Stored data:
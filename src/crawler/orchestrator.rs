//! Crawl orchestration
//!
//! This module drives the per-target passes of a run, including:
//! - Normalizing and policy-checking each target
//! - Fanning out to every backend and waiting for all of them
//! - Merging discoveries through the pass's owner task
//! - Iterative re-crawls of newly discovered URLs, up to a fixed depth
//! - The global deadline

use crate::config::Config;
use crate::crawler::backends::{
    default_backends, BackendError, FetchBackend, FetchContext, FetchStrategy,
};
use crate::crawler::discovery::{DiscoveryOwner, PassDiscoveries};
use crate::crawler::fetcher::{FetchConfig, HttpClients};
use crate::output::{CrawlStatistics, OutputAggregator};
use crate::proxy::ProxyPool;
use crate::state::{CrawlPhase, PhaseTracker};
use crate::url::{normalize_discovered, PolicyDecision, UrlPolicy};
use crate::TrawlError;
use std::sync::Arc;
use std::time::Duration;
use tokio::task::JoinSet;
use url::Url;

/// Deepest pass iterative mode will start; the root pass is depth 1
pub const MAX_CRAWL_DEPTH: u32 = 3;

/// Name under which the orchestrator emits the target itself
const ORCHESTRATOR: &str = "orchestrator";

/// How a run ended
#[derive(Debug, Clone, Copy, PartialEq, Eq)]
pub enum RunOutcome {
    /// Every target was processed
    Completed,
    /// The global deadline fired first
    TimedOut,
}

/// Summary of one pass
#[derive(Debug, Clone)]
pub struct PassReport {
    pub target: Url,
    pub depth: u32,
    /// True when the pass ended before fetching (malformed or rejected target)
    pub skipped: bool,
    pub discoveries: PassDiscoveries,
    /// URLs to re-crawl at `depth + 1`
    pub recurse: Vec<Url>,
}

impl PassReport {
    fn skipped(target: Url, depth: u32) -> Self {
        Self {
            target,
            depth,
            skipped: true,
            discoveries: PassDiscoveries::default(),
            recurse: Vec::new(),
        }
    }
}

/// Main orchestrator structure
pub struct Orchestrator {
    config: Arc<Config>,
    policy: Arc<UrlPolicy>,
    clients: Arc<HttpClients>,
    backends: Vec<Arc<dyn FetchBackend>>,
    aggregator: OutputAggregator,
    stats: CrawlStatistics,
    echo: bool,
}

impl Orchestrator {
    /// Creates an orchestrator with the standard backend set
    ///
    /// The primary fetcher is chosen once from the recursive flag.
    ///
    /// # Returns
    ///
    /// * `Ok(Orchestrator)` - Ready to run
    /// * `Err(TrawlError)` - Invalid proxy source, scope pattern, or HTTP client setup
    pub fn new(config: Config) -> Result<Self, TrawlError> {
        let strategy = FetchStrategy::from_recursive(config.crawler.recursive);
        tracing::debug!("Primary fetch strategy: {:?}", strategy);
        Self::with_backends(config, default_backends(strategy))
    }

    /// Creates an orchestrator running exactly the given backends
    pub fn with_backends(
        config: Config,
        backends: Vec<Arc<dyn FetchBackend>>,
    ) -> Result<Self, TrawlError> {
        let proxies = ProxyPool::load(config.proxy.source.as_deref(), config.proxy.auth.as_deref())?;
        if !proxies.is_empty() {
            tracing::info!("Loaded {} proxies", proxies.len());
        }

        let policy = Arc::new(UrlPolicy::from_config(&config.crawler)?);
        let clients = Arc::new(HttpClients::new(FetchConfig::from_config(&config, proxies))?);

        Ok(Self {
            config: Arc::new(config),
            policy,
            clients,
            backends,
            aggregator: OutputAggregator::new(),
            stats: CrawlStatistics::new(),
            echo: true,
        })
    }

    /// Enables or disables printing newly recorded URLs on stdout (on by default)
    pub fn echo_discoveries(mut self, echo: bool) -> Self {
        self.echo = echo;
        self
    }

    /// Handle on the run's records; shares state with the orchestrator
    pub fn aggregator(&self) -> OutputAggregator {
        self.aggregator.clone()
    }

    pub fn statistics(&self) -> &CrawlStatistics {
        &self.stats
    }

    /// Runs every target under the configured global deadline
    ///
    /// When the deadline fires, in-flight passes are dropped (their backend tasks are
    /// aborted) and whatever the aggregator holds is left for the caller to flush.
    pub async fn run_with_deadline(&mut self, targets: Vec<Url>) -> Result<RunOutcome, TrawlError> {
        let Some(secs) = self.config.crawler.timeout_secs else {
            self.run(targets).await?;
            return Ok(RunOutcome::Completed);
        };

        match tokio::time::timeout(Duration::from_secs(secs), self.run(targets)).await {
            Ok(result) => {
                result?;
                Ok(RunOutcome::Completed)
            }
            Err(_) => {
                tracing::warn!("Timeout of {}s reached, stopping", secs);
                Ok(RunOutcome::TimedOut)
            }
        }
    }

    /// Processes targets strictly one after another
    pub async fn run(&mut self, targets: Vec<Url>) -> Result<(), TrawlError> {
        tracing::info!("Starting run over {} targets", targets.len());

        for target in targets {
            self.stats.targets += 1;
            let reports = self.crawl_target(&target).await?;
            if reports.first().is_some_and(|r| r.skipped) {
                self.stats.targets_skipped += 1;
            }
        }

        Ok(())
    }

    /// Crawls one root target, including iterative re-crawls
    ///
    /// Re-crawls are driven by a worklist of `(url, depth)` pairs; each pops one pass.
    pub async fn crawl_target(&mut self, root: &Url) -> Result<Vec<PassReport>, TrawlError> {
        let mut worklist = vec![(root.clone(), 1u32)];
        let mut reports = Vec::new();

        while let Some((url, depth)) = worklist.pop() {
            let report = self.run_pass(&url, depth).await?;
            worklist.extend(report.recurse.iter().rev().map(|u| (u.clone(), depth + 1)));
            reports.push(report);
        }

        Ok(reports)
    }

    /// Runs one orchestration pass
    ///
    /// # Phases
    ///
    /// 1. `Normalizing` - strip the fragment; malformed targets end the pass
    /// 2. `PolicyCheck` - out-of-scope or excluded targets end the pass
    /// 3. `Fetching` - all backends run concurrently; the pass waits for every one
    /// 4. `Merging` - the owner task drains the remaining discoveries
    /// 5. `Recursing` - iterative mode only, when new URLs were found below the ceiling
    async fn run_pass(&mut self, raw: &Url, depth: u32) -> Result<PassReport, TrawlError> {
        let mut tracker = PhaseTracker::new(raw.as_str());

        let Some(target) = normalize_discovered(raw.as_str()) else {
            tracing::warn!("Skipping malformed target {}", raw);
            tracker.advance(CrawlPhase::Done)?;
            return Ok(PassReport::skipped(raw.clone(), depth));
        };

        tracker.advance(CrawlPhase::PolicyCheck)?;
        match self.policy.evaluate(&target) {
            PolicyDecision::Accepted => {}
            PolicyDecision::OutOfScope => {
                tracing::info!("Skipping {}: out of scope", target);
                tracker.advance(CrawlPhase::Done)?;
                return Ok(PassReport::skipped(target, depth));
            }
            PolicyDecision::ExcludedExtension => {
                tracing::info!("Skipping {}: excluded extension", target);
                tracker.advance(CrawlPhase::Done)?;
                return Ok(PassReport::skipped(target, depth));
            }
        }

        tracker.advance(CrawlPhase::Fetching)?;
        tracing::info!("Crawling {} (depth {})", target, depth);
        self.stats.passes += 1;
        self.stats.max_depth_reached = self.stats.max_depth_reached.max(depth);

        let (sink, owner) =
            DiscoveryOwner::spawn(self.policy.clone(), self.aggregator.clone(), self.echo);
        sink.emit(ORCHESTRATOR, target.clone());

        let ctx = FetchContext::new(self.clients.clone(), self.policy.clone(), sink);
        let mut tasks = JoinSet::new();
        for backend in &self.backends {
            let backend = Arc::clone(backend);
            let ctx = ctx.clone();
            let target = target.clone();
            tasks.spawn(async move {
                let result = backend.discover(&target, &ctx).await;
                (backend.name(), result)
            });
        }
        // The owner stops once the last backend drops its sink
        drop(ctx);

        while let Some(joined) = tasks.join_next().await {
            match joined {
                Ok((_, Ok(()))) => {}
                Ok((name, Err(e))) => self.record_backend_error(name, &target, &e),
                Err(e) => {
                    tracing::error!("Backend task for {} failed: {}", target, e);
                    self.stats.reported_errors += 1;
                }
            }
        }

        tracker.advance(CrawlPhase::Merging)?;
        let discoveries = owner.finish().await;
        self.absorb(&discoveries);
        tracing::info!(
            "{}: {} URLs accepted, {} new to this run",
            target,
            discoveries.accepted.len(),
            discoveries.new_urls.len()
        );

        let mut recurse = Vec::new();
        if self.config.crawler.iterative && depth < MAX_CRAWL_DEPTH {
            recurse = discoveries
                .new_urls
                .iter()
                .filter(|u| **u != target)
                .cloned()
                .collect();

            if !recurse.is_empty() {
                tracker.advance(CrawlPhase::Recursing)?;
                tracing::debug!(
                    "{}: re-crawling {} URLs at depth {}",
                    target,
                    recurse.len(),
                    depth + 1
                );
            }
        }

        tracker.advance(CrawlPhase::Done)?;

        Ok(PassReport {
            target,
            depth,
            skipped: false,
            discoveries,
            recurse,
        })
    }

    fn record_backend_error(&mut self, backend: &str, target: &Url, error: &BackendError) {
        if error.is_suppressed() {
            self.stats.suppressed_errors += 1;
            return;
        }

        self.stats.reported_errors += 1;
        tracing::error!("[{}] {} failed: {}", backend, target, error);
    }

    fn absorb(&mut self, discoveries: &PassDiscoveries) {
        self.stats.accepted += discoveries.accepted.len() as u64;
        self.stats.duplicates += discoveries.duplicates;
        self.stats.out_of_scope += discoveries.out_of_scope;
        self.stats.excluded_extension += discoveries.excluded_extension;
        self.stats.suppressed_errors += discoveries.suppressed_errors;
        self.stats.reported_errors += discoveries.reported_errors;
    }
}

### Exercise aim
Reproduce the lines of the entries above from the one with "tracker.advance(CrawlPhase::PolicyCheck)?;" to the one with "let (sink, owner)", both included, exactly and without any other line.

### Written answer
        tracker.advance(CrawlPhase::PolicyCheck)?;
        match self.policy.evaluate(&target) {
            PolicyDecision::Accepted => {}
            PolicyDecision::OutOfScope => {
                tracing::info!("Skipping {}: out of scope", target);
                tracker.advance(CrawlPhase::Done)?;
                return Ok(PassReport::skipped(target, depth));
            }
            PolicyDecision::ExcludedExtension => {
                tracing::info!("Skipping {}: excluded extension", target);
                tracker.advance(CrawlPhase::Done)?;
                return Ok(PassReport::skipped(target, depth));
            }
        }

        tracker.advance(CrawlPhase::Fetching)?;
        tracing::info!("Crawling {} (depth {})", target, depth);
        self.stats.passes += 1;
        self.stats.max_depth_reached = self.stats.max_depth_reached.max(depth);

        let (sink, owner) =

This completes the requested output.